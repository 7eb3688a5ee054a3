use std::collections::{BTreeSet, HashSet};
use std::fs;
use std::path::{Path, PathBuf};

use crate::i18n::{Locale, MessageKey, DOMAIN};

/// Root (relative to crate) for i18n assets.
const I18N_DIR: &str = "i18n";

/// Simple parser: extract message IDs from a Fluent file.
/// We treat any line that starts (after optional whitespace) with:
///    <identifier> =
/// as a message definition. Comments, terms (-prefix), blank lines ignored.
fn parse_ftl_keys(content: &str) -> BTreeSet<String> {
    let mut keys = BTreeSet::new();
    for line in content.lines() {
        let line = line.trim();
        if line.is_empty() || line.starts_with('#') || line.starts_with('-') {
            continue;
        }
        if let Some(eq_pos) = line.find('=') {
            let id = line[..eq_pos].trim();
            if !id.is_empty() && id.chars().all(valid_key_char) {
                keys.insert(id.to_string());
            }
        }
    }
    keys
}

fn valid_key_char(c: char) -> bool {
    matches!(c, 'a'..='z' | '0'..='9' | '-')
}

/// Collect every `MessageKey::<Variant>` mentioned in `src/`, except in the
/// key table itself.
///
/// NOTE: keys reached only through helper tables (e.g. audience points) are
/// still found, since those tables name the variants directly.
fn referenced_variants(src_root: &Path) -> HashSet<String> {
    let needle = "MessageKey::";
    let mut found = HashSet::new();
    let mut stack = vec![src_root.to_path_buf()];

    while let Some(path) = stack.pop() {
        if path.is_dir() {
            if let Ok(read_dir) = fs::read_dir(&path) {
                stack.extend(read_dir.flatten().map(|entry| entry.path()));
            }
            continue;
        }
        if path.extension().and_then(|s| s.to_str()) != Some("rs")
            || path.file_name().and_then(|s| s.to_str()) == Some("keys.rs")
        {
            continue;
        }
        let Ok(content) = fs::read_to_string(&path) else {
            continue;
        };

        let mut rest = content.as_str();
        while let Some(pos) = rest.find(needle) {
            rest = &rest[pos + needle.len()..];
            let variant: String = rest
                .chars()
                .take_while(|c| c.is_ascii_alphanumeric() || *c == '_')
                .collect();
            if variant.starts_with(|c: char| c.is_ascii_uppercase()) {
                found.insert(variant);
            }
        }
    }

    found
}

fn locale_keys(i18n_root: &Path, locale: Locale) -> BTreeSet<String> {
    let path = i18n_root.join(locale.code()).join(format!("{DOMAIN}.ftl"));
    let content = fs::read_to_string(&path)
        .unwrap_or_else(|err| panic!("failed to read {}: {err}", path.display()));
    parse_ftl_keys(&content)
}

#[test]
fn every_message_key_is_defined_in_every_locale() {
    let i18n_root = PathBuf::from(env!("CARGO_MANIFEST_DIR")).join(I18N_DIR);

    let mut report = String::new();
    for locale in Locale::ALL {
        let keys = locale_keys(&i18n_root, locale);
        assert!(!keys.is_empty(), "no message ids parsed for {}", locale.code());

        let missing: Vec<&str> = MessageKey::ALL
            .iter()
            .map(|key| key.id())
            .filter(|id| !keys.contains(*id))
            .collect();
        if !missing.is_empty() {
            report.push_str(&format!("  {} ({} missing)\n", locale.code(), missing.len()));
            for id in missing {
                report.push_str(&format!("    {id}\n"));
            }
        }
    }

    if !report.is_empty() {
        panic!("Locales with missing translations:\n{report}");
    }
}

#[test]
fn every_fluent_message_has_a_key() {
    let i18n_root = PathBuf::from(env!("CARGO_MANIFEST_DIR")).join(I18N_DIR);
    let known: HashSet<&str> = MessageKey::ALL.iter().map(|key| key.id()).collect();

    let default_keys = locale_keys(&i18n_root, Locale::default());
    let orphans: Vec<&String> = default_keys
        .iter()
        .filter(|id| !known.contains(id.as_str()))
        .collect();

    assert!(
        orphans.is_empty(),
        "Fluent messages without a MessageKey variant ({}):\n{}",
        orphans.len(),
        orphans
            .iter()
            .map(|id| id.as_str())
            .collect::<Vec<_>>()
            .join("\n")
    );
}

#[test]
fn unused_keys_are_reported() {
    let src_root = PathBuf::from(env!("CARGO_MANIFEST_DIR")).join("src");
    let referenced = referenced_variants(&src_root);
    assert!(!referenced.is_empty(), "no MessageKey references found under src/");

    let unused: Vec<String> = MessageKey::ALL
        .iter()
        .map(|key| format!("{key:?}"))
        .filter(|name| !referenced.contains(name))
        .collect();

    // Only printed; copy for upcoming sections may land before its view.
    if !unused.is_empty() {
        eprintln!(
            "[i18n] NOTE: {} message keys unused in Rust sources:\n{}",
            unused.len(),
            unused.join(", ")
        );
    }
}
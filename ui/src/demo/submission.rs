//! Where validated demo requests go.

use std::time::Duration;

use api::{DemoRequest, SubmissionReceipt};
use dioxus::prelude::*;

use crate::core::timing;
use crate::error::SubmissionError;

/// Round trip of the offline channel.
pub const SIMULATED_LATENCY: Duration = Duration::from_millis(600);

#[derive(Debug, Clone, Copy, PartialEq, Eq)]
pub enum SubmissionChannel {
    /// Log the request and accept it after `latency`. Used when no backend is
    /// bundled (static web builds, tests).
    Simulated { latency: Duration },
    /// POST to the `submit_demo_request` server function.
    Server,
}

impl Default for SubmissionChannel {
    fn default() -> Self {
        Self::simulated()
    }
}

impl SubmissionChannel {
    pub fn simulated() -> Self {
        SubmissionChannel::Simulated {
            latency: SIMULATED_LATENCY,
        }
    }

    pub async fn submit(self, request: DemoRequest) -> Result<SubmissionReceipt, SubmissionError> {
        match self {
            SubmissionChannel::Simulated { latency } => {
                tracing::info!(
                    interest = %request.interest,
                    organization = %request.organization,
                    "simulated demo request submission"
                );
                timing::sleep(latency).await;
                Ok(SubmissionReceipt::generate())
            }
            SubmissionChannel::Server => {
                api::submit_demo_request(request).await.map_err(|err| {
                    match api::rejection_reason(&err) {
                        Some(reason) => SubmissionError::Rejected(reason.to_string()),
                        None => SubmissionError::Server(err.to_string()),
                    }
                })
            }
        }
    }
}

/// Channel provided by the platform crate, or the simulated one.
pub fn use_submission_channel() -> SubmissionChannel {
    try_use_context::<SubmissionChannel>().unwrap_or_default()
}
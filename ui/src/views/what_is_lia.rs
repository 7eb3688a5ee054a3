use dioxus::prelude::*;

use crate::components::app_root::use_translator;
use crate::components::icon::{Accent, Icon, IconGlyph};
use crate::components::ViewLink;
use crate::core::routes::AppView;
use crate::i18n::MessageKey;

const PERSPECTIVES: [(Icon, Accent, MessageKey, MessageKey); 3] = [
    (
        Icon::GraduationCap,
        Accent::Purple,
        MessageKey::LiaStudentsTitle,
        MessageKey::LiaStudentsBody,
    ),
    (
        Icon::Briefcase,
        Accent::Orange,
        MessageKey::LiaEmployersTitle,
        MessageKey::LiaEmployersBody,
    ),
    (
        Icon::Building,
        Accent::Green,
        MessageKey::LiaSchoolsTitle,
        MessageKey::LiaSchoolsBody,
    ),
];

/// Explainer page for the LIA concept.
#[component]
pub fn WhatIsLia() -> Element {
    let t = use_translator();

    rsx! {
        div { class: "page page-lia",
            header { class: "section__header",
                h1 { class: "section__title", {t.text(MessageKey::LiaTitle)} }
                p { class: "page-lia__intro", {t.text(MessageKey::LiaIntro)} }
            }
            div { class: "page-lia__grid",
                for (icon, accent, title, body) in PERSPECTIVES {
                    article { key: "{title.id()}", class: "feature-card {accent.class()}",
                        div { class: "feature-card__icon", IconGlyph { icon } }
                        h2 { class: "feature-card__title", {t.text(title)} }
                        p { class: "feature-card__body", {t.text(body)} }
                    }
                }
            }
            div { class: "page-lia__cta",
                p { {t.text(MessageKey::LiaCta)} }
                ViewLink { view: AppView::RequestDemo, class: "button button--primary",
                    {t.text(MessageKey::HeroCta)}
                    IconGlyph { icon: Icon::ArrowRight }
                }
            }
        }
    }
}
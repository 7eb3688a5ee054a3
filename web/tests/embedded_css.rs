#![cfg(test)]
//! The shared theme and navbar stylesheets are bundled through `asset!` and
//! inlined in release native builds. A truncated or moved file only shows up
//! at runtime, so fail here instead.

const THEME_CSS: &str = include_str!(concat!(
    env!("CARGO_MANIFEST_DIR"),
    "/../ui/assets/theme/main.css"
));

const NAVBAR_CSS: &str = include_str!(concat!(
    env!("CARGO_MANIFEST_DIR"),
    "/../ui/assets/styling/navbar.css"
));

#[test]
fn embedded_css_files_are_not_empty() {
    assert!(!THEME_CSS.trim().is_empty(), "theme stylesheet is empty");
    assert!(!NAVBAR_CSS.trim().is_empty(), "navbar stylesheet is empty");
}

#[test]
fn embedded_css_contains_expected_tokens() {
    let required = ["--color-bg", "body {", ".button--primary", ".demo-form"];
    for token in required {
        assert!(
            THEME_CSS.contains(token),
            "Expected token `{token}` missing from theme CSS"
        );
    }
}

#[test]
fn navbar_css_covers_the_navbar_markup() {
    let required = [
        ".navbar__inner",
        ".navbar__brand",
        ".navbar__brand-mark",
        ".navbar__brand-subtitle",
        ".navbar__menu-toggle",
        ".navbar__links",
        ".navbar__links--open",
        ".navbar__link",
        ".navbar__controls",
        ".navbar__locale",
        ".navbar__theme",
    ];
    let missing: Vec<_> = required
        .iter()
        .filter(|sel| !NAVBAR_CSS.contains(*sel))
        .collect();
    assert!(missing.is_empty(), "navbar.css is missing {missing:?}");
}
------------------------------
(YOUR TASK):
Reproduce precisely, and with no line left out, each line from the top of the entries through the line that carries "a Fluent file.".

(EXERCISE RESPONSE):
repository 7eb3688a5ee054a3
use std::collections::{BTreeSet, HashSet};
use std::fs;
use std::path::{Path, PathBuf};

use crate::i18n::{Locale, MessageKey, DOMAIN};

/// Root (relative to crate) for i18n assets.
const I18N_DIR: &str = "i18n";

/// Simple parser: extract message IDs from a Fluent file.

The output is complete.